WORK ITEM:
Locate every line in the records below that contains the word "shape", and copy each one.

Records from a collection:
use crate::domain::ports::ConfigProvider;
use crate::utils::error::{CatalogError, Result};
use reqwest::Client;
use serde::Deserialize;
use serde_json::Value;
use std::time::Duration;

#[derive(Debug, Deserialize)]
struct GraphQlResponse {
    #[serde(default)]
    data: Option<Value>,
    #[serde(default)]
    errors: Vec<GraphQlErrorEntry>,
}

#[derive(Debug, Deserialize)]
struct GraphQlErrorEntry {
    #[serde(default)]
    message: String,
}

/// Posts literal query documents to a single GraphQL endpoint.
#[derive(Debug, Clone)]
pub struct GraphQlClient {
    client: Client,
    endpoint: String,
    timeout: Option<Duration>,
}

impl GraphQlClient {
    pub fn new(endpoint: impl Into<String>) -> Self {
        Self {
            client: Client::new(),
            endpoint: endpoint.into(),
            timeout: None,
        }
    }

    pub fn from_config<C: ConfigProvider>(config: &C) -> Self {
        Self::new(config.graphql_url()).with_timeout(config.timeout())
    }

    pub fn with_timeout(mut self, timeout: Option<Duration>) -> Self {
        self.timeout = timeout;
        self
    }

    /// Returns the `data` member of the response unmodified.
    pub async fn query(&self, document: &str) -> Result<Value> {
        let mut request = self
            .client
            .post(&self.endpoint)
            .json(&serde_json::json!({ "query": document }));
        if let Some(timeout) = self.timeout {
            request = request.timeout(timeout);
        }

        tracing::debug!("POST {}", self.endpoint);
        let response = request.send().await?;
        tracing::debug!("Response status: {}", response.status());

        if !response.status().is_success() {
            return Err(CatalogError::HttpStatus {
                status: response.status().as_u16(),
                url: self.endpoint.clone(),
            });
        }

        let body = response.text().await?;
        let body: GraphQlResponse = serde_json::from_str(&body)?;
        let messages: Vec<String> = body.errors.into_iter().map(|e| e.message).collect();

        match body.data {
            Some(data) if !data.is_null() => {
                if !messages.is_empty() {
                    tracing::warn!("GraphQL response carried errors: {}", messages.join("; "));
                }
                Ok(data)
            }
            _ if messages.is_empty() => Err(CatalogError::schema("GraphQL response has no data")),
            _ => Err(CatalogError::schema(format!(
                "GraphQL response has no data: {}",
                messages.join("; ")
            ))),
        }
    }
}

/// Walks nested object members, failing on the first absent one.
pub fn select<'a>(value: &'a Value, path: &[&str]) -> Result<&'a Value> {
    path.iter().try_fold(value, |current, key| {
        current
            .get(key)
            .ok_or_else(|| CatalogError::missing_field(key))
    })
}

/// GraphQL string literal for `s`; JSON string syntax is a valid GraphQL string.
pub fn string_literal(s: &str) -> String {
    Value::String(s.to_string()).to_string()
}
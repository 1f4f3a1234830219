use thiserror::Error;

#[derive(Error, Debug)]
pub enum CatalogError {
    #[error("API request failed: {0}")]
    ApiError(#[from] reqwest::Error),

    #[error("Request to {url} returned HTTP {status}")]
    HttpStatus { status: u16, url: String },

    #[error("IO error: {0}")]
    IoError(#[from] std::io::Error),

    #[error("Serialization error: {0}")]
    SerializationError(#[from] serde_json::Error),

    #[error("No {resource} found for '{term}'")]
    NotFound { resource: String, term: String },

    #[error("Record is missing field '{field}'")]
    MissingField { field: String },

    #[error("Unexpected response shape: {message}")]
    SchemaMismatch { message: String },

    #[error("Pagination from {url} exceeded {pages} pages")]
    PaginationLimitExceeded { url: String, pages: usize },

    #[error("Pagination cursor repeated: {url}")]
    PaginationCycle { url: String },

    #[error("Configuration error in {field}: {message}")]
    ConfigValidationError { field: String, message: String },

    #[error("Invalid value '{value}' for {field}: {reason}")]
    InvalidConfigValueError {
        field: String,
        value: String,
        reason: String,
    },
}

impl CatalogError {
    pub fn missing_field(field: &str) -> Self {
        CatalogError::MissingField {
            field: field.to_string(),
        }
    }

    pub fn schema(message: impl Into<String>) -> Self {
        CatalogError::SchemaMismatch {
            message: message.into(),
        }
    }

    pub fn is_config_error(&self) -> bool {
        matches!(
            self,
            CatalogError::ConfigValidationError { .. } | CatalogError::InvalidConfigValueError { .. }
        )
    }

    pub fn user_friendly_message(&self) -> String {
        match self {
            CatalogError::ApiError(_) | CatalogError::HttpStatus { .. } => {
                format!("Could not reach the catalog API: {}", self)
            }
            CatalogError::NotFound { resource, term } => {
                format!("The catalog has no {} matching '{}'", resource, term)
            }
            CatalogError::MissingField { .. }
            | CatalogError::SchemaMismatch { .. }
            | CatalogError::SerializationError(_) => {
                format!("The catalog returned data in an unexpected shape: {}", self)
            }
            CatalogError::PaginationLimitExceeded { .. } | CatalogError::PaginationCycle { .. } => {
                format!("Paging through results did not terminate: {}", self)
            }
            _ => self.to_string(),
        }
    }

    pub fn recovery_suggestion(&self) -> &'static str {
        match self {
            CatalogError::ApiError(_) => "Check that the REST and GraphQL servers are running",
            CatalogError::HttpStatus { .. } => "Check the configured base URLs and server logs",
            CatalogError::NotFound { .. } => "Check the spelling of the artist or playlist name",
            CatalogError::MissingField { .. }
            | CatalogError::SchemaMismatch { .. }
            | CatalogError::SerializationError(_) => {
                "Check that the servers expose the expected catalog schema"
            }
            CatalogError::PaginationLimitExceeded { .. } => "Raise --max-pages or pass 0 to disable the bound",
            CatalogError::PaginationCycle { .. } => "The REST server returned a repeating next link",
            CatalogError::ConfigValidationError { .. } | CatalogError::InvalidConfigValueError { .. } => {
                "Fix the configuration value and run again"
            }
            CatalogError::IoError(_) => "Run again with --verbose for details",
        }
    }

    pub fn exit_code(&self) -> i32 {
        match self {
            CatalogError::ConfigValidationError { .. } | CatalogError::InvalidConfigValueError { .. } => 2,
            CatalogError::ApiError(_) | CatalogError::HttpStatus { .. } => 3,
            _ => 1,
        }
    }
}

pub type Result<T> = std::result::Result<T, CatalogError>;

RESPONSE TO THIS EXERCISE:
    #[error("Unexpected response shape: {message}")]
                format!("The catalog returned data in an unexpected shape: {}", self)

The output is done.